Prompt: Count how many lines in this material contain "LedgerError". The answer is that number alone.

Dataset content:
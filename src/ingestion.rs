use crate::error::{LedgerError, Result};
use crate::schema::{Cell, Grid, Row};
use serde_json::Value;
use std::io::Read;

impl From<&Value> for Cell {
    fn from(value: &Value) -> Self {
        match value {
            Value::Null => Cell::Empty,
            Value::String(s) => Cell::Text(s.clone()),
            Value::Number(n) => n.as_f64().map(Cell::Number).unwrap_or(Cell::Empty),
            Value::Bool(b) => Cell::Text(b.to_string()),
            other => Cell::Text(other.to_string()),
        }
    }
}

impl From<&str> for Cell {
    fn from(value: &str) -> Self {
        Cell::Text(value.to_string())
    }
}

impl From<f64> for Cell {
    fn from(value: f64) -> Self {
        Cell::Number(value)
    }
}

impl<T: Into<Cell>> From<Option<T>> for Cell {
    fn from(value: Option<T>) -> Self {
        value.map(Into::into).unwrap_or(Cell::Empty)
    }
}

/// Converts an array-of-arrays JSON payload (one inner array per sheet row)
/// into a typed grid. Non-array rows are treated as empty rows.
pub fn grid_from_values(rows: &[Value]) -> Grid {
    rows.iter()
        .map(|row| match row {
            Value::Array(cells) => cells.iter().map(Cell::from).collect::<Row>(),
            Value::Null => Vec::new(),
            other => vec![Cell::from(other)],
        })
        .collect()
}

pub fn grid_from_json_str(json: &str) -> Result<Grid> {
    let value: Value = serde_json::from_str(json)?;
    grid_from_value(&value)
}

pub fn grid_from_reader<R: Read>(reader: R) -> Result<Grid> {
    let value: Value = serde_json::from_reader(reader)?;
    grid_from_value(&value)
}

fn grid_from_value(value: &Value) -> Result<Grid> {
    match value {
        Value::Array(rows) => Ok(grid_from_values(rows)),
        _ => Err(LedgerError::MalformedInput {
            reason: "expected a JSON array of rows".to_string(),
            row_count: 0,
        }),
    }
}
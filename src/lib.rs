//! # POS Sales Ledger
//!
//! A library for turning a point-of-sale "daily item sales" export (a grid of
//! loosely typed cells) into a priced, categorized sales report.
//!
//! ## Core Concepts
//!
//! - **Grid**: Rows of [`Cell`]s (`Empty`, `Text`, `Number`) as decoded from a spreadsheet
//! - **Row Classification**: Each row is a summary row to skip, a category header, an item, or noise
//! - **Cost Resolution**: Item names are priced against an inventory snapshot through [`CostResolver`]
//! - **Aggregation**: Per-item profit and margin rolled up per category and for the whole report
//! - **Warnings**: Provisional costs and missing report dates are flagged, never fatal
//!
//! ## Example
//!
//! ```rust,ignore
//! use pos_sales_ledger::*;
//!
//! let inventory = InMemoryInventory::with_default_catalog()?;
//! let rows = grid_from_json_str(r#"[
//!     ["Acme Bar"],
//!     ["17-10-2025 to 18-10-2025"],
//!     [],
//!     ["Food", null],
//!     [null, "Chilli Chicken", 3, 1100, 53, 1047, 52.38, 1099.38]
//! ]"#)?;
//!
//! let report = parse_sales_report(&rows, &inventory.snapshot(), &ParserConfig::default())?;
//! println!("{} items, margin {}%", report.summary.item_count, report.summary.avg_margin);
//! ```

pub mod aggregator;
pub mod analytics;
pub mod catalog;
pub mod classifier;
pub mod config;
pub mod cost;
pub mod date_range;
pub mod engine;
pub mod error;
pub mod ingestion;
pub mod inventory;
pub mod sales;
pub mod schema;

pub use aggregator::{margin_percent, summarize, verify_totals};
pub use analytics::{
    category_analytics, daily_trends, dashboard_stats, margin_insights, top_items,
};
pub use classifier::{Column, RowClassifier, RowKind};
pub use config::{CostMatchPolicy, ParserConfig};
pub use cost::{CostResolution, CostResolver, InventorySnapshot};
pub use date_range::{extract_date_range, ReportPeriod};
pub use engine::{parse_grid, LedgerParser};
pub use error::{ErrorReport, LedgerError, Result};
pub use ingestion::*;
pub use inventory::{
    InMemoryInventory, InventoryItem, InventoryRepository, InventoryStats, InventoryUpdate,
    NewInventoryItem,
};
pub use sales::{InMemorySalesStore, NewSalesRecord, SalesFilter, SalesRecord, SalesRepository};
pub use schema::*;

use log::{debug, info};

pub struct SalesReportProcessor;

impl SalesReportProcessor {
    pub fn process(
        rows: &[Row],
        resolver: &dyn CostResolver,
        config: &ParserConfig,
    ) -> Result<ParseResult> {
        config.validate()?;

        info!("Processing sales report with {} rows", rows.len());

        let result = parse_grid(rows, resolver, config)?;

        for warning in &result.warnings {
            debug!("Report warning: {:?}", warning);
        }

        Ok(result)
    }

    pub fn process_with_verification(
        rows: &[Row],
        resolver: &dyn CostResolver,
        config: &ParserConfig,
        tolerance: f64,
    ) -> Result<ParseResult> {
        let result = Self::process(rows, resolver, config)?;

        verify_totals(&result, tolerance)?;

        Ok(result)
    }

    /// Parses against a fresh inventory snapshot and stores the result.
    pub fn import(
        file_name: &str,
        rows: &[Row],
        inventory: &dyn InventoryRepository,
        store: &dyn SalesRepository,
        config: &ParserConfig,
    ) -> Result<(u64, ParseResult)> {
        let snapshot = inventory.snapshot();
        let result = Self::process(rows, &snapshot, config)?;
        let id = store.save(NewSalesRecord::from_parse(file_name, result.clone()));

        info!(
            "Imported {} as sales record {} ({} items, {} warnings)",
            file_name,
            id,
            result.items.len(),
            result.warnings.len()
        );

        Ok((id, result))
    }
}

pub fn parse_sales_report(
    rows: &[Row],
    resolver: &dyn CostResolver,
    config: &ParserConfig,
) -> Result<ParseResult> {
    SalesReportProcessor::process(rows, resolver, config)
}

/// Same as [`parse_sales_report`] for a JSON array-of-arrays grid.
pub fn parse_sales_report_json(
    json: &str,
    resolver: &dyn CostResolver,
    config: &ParserConfig,
) -> Result<ParseResult> {
    let rows = grid_from_json_str(json)?;
    SalesReportProcessor::process(&rows, resolver, config)
}

pub fn process_with_verification(
    rows: &[Row],
    resolver: &dyn CostResolver,
    config: &ParserConfig,
    tolerance: f64,
) -> Result<ParseResult> {
    SalesReportProcessor::process_with_verification(rows, resolver, config, tolerance)
}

Task response: 3